Un elemento che negli ultimi anni sembra diventato piuttosto comune tra i musicisti e compositori contemporanei, specie quelli di stampo electro, è il desiderio, giunti a un certo punto del proprio cammino, di scavare nel proprio intimo e concedersi percorsi meditativi, che spesso conducono a scelte artistiche piuttosto introspettive.

Ed è così che anche Nicolas Jaar, producer newyorkese di origine cilena, tra il 2017 e il 2019, ha deciso di imporsi un auto-isolamento forzato durante il quale evadere dagli schemi imposti dal Mondo e chiudersi in sé stesso, alla ricerca di una composizione mirata alla propria catarsi personale ed estranea alle logiche di mercato.

Il risultato è questo Cenizas, ceneri in spagnolo, pubblicato il 27 Marzo da Other People, che, semmai le premesse non fossero sufficienti, viene perfettamente presentato e sintetizzato dalla sua copertina: un profilo stilizzato, geometrico, a tratto bianco sottile, su sfondo nero, ma con i lineamenti che scavano all’interno del volto, anziché sporgere verso l’esterno.

Mai come in questo caso, un’immagine che dice più di mille parole. Ed ecco che tutti i lineamenti della nuova composizione di Jaar risultano subito chiari: oscurità, introspezione, minimalismo, ricerca interiore, l’io come fulcro del tutto.

Minimalismo, oltre che di suoni e immagini, persino di parole, dal momento che anche i titoli e i testi appaiono estremamente ermetici e criptici.
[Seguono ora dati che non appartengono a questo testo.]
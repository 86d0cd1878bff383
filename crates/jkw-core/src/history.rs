//! Mutations of the tracked project list: reorder, delete, track, and the
//! per-project actions (open, rebuild) offered by the history tree.
//!
//! Every load → mutate → save cycle runs under `write`, so two reorders issued
//! back to back never read the same snapshot. The history tree is refreshed
//! after the lock is released.

use crate::controller::TreeController;
use crate::error::{TreeError, TreeResult};
use crate::events::{emit, Direction, EventSender, TreeEvent};
use crate::model::{JobNode, ProjectKey, TrackedProject};
use crate::store::{self, ProjectListStore};
use crate::traits::{ConfirmationPrompt, NotificationSink, RemoteJobSource};
use std::collections::HashSet;
use std::sync::Arc;
use tokio::sync::Mutex;

const DELETE_CHOICE: &str = "Delete";

pub struct HistoryOrderingService {
    store: ProjectListStore,
    source: Arc<dyn RemoteJobSource>,
    prompt: Arc<dyn ConfirmationPrompt>,
    notifier: Arc<dyn NotificationSink>,
    tree: Arc<TreeController>,
    events: EventSender,
    write: Mutex<()>,
}

impl HistoryOrderingService {
    pub fn new(
        store: ProjectListStore,
        source: Arc<dyn RemoteJobSource>,
        prompt: Arc<dyn ConfirmationPrompt>,
        notifier: Arc<dyn NotificationSink>,
        tree: Arc<TreeController>,
        events: EventSender,
    ) -> Self {
        Self {
            store,
            source,
            prompt,
            notifier,
            tree,
            events,
            write: Mutex::new(()),
        }
    }

    pub fn store(&self) -> &ProjectListStore {
        &self.store
    }

    /// Swaps the first project called `name` with its neighbour.
    ///
    /// Branches are ignored when matching, so with the same job tracked on two
    /// branches only the first entry can be moved. Returns `false` without
    /// touching the store when there is no match or the entry is already at
    /// the edge.
    pub async fn move_project(&self, name: &str, direction: Direction) -> TreeResult<bool> {
        {
            let _guard = self.write.lock().await;
            let mut list = self.store.load().await?;
            let Some(index) = list.iter().position(|p| p.name == name) else {
                tracing::debug!(%name, "move ignored, project not tracked");
                return Ok(false);
            };
            let Some(other) = neighbour(index, list.len(), direction) else {
                tracing::debug!(%name, ?direction, "move ignored, already at the edge");
                return Ok(false);
            };
            list.swap(index, other);
            self.store.save(&list).await?;
        }

        tracing::info!(%name, ?direction, "tracked project moved");
        emit(
            &self.events,
            TreeEvent::ProjectsReordered {
                name: name.to_string(),
                direction,
            },
        );
        self.tree.refresh();
        Ok(true)
    }

    /// Asks for confirmation, then removes every `(fullName, branch)` in
    /// `jobs`. Jobs that are not tracked are skipped silently. Returns whether
    /// the operator confirmed.
    pub async fn delete_projects(&self, jobs: &[JobNode]) -> TreeResult<bool> {
        if jobs.is_empty() {
            return Ok(false);
        }
        let names = jobs
            .iter()
            .map(|node| node.job.full_name.as_str())
            .collect::<Vec<_>>()
            .join("\n");
        let message = format!("Stop tracking the following projects?\n\n{names}");
        if self.prompt.ask(&message, &[DELETE_CHOICE]).await.is_none() {
            tracing::debug!(count = jobs.len(), "delete declined");
            return Ok(false);
        }

        let keys: HashSet<ProjectKey> = jobs.iter().map(JobNode::key).collect();
        {
            let _guard = self.write.lock().await;
            let list = self.store.load().await?;
            let kept = store::remove(&list, &keys);
            self.store.save(&kept).await?;
            tracing::info!(removed = list.len() - kept.len(), "tracked projects deleted");
        }

        self.notifier.info(&format!("Stopped tracking {names}"));
        emit(
            &self.events,
            TreeEvent::ProjectsDeleted {
                names: jobs.iter().map(|node| node.job.full_name.clone()).collect(),
            },
        );
        self.tree.refresh();
        Ok(true)
    }

    /// Adds `project` to the end of the list. Returns `false` if it was already tracked.
    pub async fn track_project(&self, project: TrackedProject) -> TreeResult<bool> {
        let added = {
            let _guard = self.write.lock().await;
            self.store.track(project.clone()).await?
        };
        if added {
            tracing::info!(name = %project.name, branch = ?project.branch, "project tracked");
            emit(
                &self.events,
                TreeEvent::ProjectTracked {
                    name: project.name,
                    branch: project.branch,
                },
            );
            self.tree.refresh();
        }
        Ok(added)
    }

    /// Opens each job in the browser. All jobs are attempted; failures are
    /// reported together.
    pub fn open_projects(&self, jobs: &[JobNode]) -> TreeResult<()> {
        let failures: Vec<String> = jobs
            .iter()
            .filter_map(|node| {
                self.source
                    .open_browser_at(&node.job.url)
                    .err()
                    .map(|e| format!("{}: {e:#}", node.job.full_name))
            })
            .collect();
        if failures.is_empty() {
            Ok(())
        } else {
            Err(TreeError::BrowserLaunch(failures.join("; ")))
        }
    }

    /// Triggers a build of each job, passing its branch when it has one. The
    /// history tree is refreshed if any trigger succeeded; the first failure is
    /// returned once every job has been attempted.
    pub async fn rebuild_projects(&self, jobs: &[JobNode]) -> TreeResult<()> {
        let mut first_failure = None;
        let mut triggered = 0usize;
        for node in jobs {
            match self
                .source
                .trigger_build(&node.job, node.branch.as_deref())
                .await
            {
                Ok(()) => {
                    triggered += 1;
                    tracing::info!(job = %node.job.full_name, branch = ?node.branch, "build triggered");
                }
                Err(e) => {
                    tracing::warn!(job = %node.job.full_name, error = %e, "build trigger failed");
                    first_failure.get_or_insert_with(|| TreeError::remote(&e));
                }
            }
        }
        if triggered > 0 {
            self.tree.refresh();
        }
        first_failure.map_or(Ok(()), Err)
    }
}

fn neighbour(index: usize, len: usize, direction: Direction) -> Option<usize> {
    match direction {
        Direction::Up => index.checked_sub(1),
        Direction::Down => Some(index + 1).filter(|&next| next < len),
    }
}
use thiserror::Error;

/// Failures surfaced by the tree and project-list operations.
///
/// A cancelled fetch is not an error: it resolves to an empty listing. A move or
/// delete whose target is absent is a no-op, never an error.
#[derive(Debug, Error)]
pub enum TreeError {
    #[error("job source unavailable: {0}")]
    RemoteUnavailable(String),
    /// The in-memory copy is not rolled back; reload before retrying.
    #[error("failed to persist tracked projects: {0}")]
    PersistenceFailure(String),
    /// A local browser could not be launched. The job source was not involved.
    #[error("failed to open browser: {0}")]
    BrowserLaunch(String),
}

impl TreeError {
    pub(crate) fn remote(report: &color_eyre::eyre::Report) -> Self {
        Self::RemoteUnavailable(format!("{report:#}"))
    }

    pub(crate) fn persistence(message: impl Into<String>) -> Self {
        Self::PersistenceFailure(message.into())
    }
}

pub type TreeResult<T> = Result<T, TreeError>;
Le ambientazioni sono cupe fin dal primo momento. Suoni scarni, pesati, spesso pregni di code e riverberi. Silenzi che impongono la proprio forza in una composizione eterea e dilatata, in cui la voce di Jaar assume toni salmodianti, da rituale liturgico. Quasi come se il lungo percorso di ricerca interiore dell’artista trovi qui sfogo in una sorta di sacro rito di purificazione, in cui le negatività accumulate vengono evocate nel tentativo di essere espulse. Non già con la forza di chi si ribella, bensì bruciate in maniera lenta, costante e ciclica, si che le proprie ceneri, Cenizas appunto, si disperdano nell’aria a vadano cospargere l’ascoltatore con un sottile velo.

Un rituale da ascoltare in religioso silenzio e riverenza, da cui lasciarsi avvolgere e che procede costante, pur con inserti schizoidi come le scale di piano in Gocce, isteriche ma pur sempre ben incastonate nel lento incedere del cerimoniale, o l’ingarbugliato ammasso orientaleggiante in Xerox, che pure finisce per aleggiare come una nebulosa.

Il tutto prima di giungere all’atto finale dei 13 che lo compongono: Faith Made Of Silk. Non a caso unico brano con un titolo di 4 parole, stavolta spiazza l’ascoltatore entrando improvviso con la sua ruvida e affilata batteria jazzy, unico vero episodio ritmico dell’intero album, che si fa via via più fitta e tagliente, fino ad esplodere nell’assordante minuto di silenzio che chiude il disco lasciando ad ognuno spazio per le proprie riflessioni e interpretazioni.

Un album criptico e indecifrabile, con cui Nicolas Jaar sembra come detto ricercare una propria catarsi interiore e che, come tale, si lascia solo contemplare e mai afferrare.